---------- Records provided
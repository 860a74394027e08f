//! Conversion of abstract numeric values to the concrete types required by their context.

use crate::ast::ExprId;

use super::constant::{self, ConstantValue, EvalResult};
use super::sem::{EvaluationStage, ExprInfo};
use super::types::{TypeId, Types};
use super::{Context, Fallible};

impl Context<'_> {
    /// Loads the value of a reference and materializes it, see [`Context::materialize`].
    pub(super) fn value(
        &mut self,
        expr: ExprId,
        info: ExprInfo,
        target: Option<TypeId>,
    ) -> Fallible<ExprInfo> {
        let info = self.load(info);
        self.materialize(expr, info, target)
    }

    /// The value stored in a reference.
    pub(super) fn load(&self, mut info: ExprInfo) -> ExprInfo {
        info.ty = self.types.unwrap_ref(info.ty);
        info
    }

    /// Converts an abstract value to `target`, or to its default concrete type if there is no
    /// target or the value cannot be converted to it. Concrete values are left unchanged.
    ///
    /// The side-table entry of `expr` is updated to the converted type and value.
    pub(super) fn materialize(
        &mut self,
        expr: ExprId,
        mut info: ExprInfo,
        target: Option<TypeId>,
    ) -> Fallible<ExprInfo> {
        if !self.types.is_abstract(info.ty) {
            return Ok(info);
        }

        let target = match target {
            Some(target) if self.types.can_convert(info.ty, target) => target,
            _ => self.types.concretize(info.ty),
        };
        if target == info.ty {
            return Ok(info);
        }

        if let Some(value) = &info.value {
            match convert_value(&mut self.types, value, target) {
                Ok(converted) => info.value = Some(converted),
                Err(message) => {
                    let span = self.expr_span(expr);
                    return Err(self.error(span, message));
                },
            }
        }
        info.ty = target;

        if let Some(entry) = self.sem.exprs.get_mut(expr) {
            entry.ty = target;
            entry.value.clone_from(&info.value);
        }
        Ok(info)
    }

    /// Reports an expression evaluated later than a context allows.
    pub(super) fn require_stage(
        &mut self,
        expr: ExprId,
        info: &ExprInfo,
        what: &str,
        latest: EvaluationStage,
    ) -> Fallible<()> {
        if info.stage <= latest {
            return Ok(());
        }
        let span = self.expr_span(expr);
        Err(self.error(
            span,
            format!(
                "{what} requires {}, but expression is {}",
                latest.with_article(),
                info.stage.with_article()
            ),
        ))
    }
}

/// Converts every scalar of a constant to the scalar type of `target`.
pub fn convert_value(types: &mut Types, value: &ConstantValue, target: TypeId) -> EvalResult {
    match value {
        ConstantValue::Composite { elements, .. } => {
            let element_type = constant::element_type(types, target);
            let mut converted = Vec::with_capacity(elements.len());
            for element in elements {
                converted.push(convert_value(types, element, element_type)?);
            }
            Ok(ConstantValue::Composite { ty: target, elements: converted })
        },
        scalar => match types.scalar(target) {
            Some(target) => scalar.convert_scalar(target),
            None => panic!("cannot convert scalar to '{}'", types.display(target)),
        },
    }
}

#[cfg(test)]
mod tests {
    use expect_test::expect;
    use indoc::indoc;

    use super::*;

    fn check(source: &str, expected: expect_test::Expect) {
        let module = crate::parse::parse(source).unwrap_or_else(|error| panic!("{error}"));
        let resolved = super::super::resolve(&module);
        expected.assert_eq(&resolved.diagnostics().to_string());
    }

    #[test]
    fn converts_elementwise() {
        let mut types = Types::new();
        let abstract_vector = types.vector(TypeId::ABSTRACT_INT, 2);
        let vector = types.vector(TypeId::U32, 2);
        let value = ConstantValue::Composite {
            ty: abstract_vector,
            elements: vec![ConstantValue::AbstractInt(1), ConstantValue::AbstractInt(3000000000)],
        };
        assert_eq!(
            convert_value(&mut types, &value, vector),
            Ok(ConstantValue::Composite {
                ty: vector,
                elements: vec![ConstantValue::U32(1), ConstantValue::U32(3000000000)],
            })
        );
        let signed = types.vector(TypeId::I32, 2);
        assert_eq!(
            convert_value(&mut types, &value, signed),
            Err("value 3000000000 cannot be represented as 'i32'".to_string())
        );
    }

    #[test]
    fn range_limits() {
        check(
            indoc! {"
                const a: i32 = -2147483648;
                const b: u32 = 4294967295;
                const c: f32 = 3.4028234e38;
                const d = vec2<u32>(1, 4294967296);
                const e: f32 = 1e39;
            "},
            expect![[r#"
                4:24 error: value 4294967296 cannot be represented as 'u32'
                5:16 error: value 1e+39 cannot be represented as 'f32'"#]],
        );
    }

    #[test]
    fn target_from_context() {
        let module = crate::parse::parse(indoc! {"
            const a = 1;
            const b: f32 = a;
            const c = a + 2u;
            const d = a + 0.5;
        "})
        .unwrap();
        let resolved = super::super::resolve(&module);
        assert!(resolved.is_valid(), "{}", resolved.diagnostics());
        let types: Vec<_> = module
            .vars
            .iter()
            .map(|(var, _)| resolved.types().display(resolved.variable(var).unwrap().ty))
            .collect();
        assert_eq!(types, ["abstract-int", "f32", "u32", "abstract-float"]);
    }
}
--------------------
Exercise requirements:
When the line with "there is no" is reached in the data above, begin copying, and stop after the line with "Some(target) if self.types.can_convert(info.ty, target)"; copy each line exactly, both ends included.

Worked solution:
    /// Converts an abstract value to `target`, or to its default concrete type if there is no
    /// target or the value cannot be converted to it. Concrete values are left unchanged.
    ///
    /// The side-table entry of `expr` is updated to the converted type and value.
    pub(super) fn materialize(
        &mut self,
        expr: ExprId,
        mut info: ExprInfo,
        target: Option<TypeId>,
    ) -> Fallible<ExprInfo> {
        if !self.types.is_abstract(info.ty) {
            return Ok(info);
        }

        let target = match target {
            Some(target) if self.types.can_convert(info.ty, target) => target,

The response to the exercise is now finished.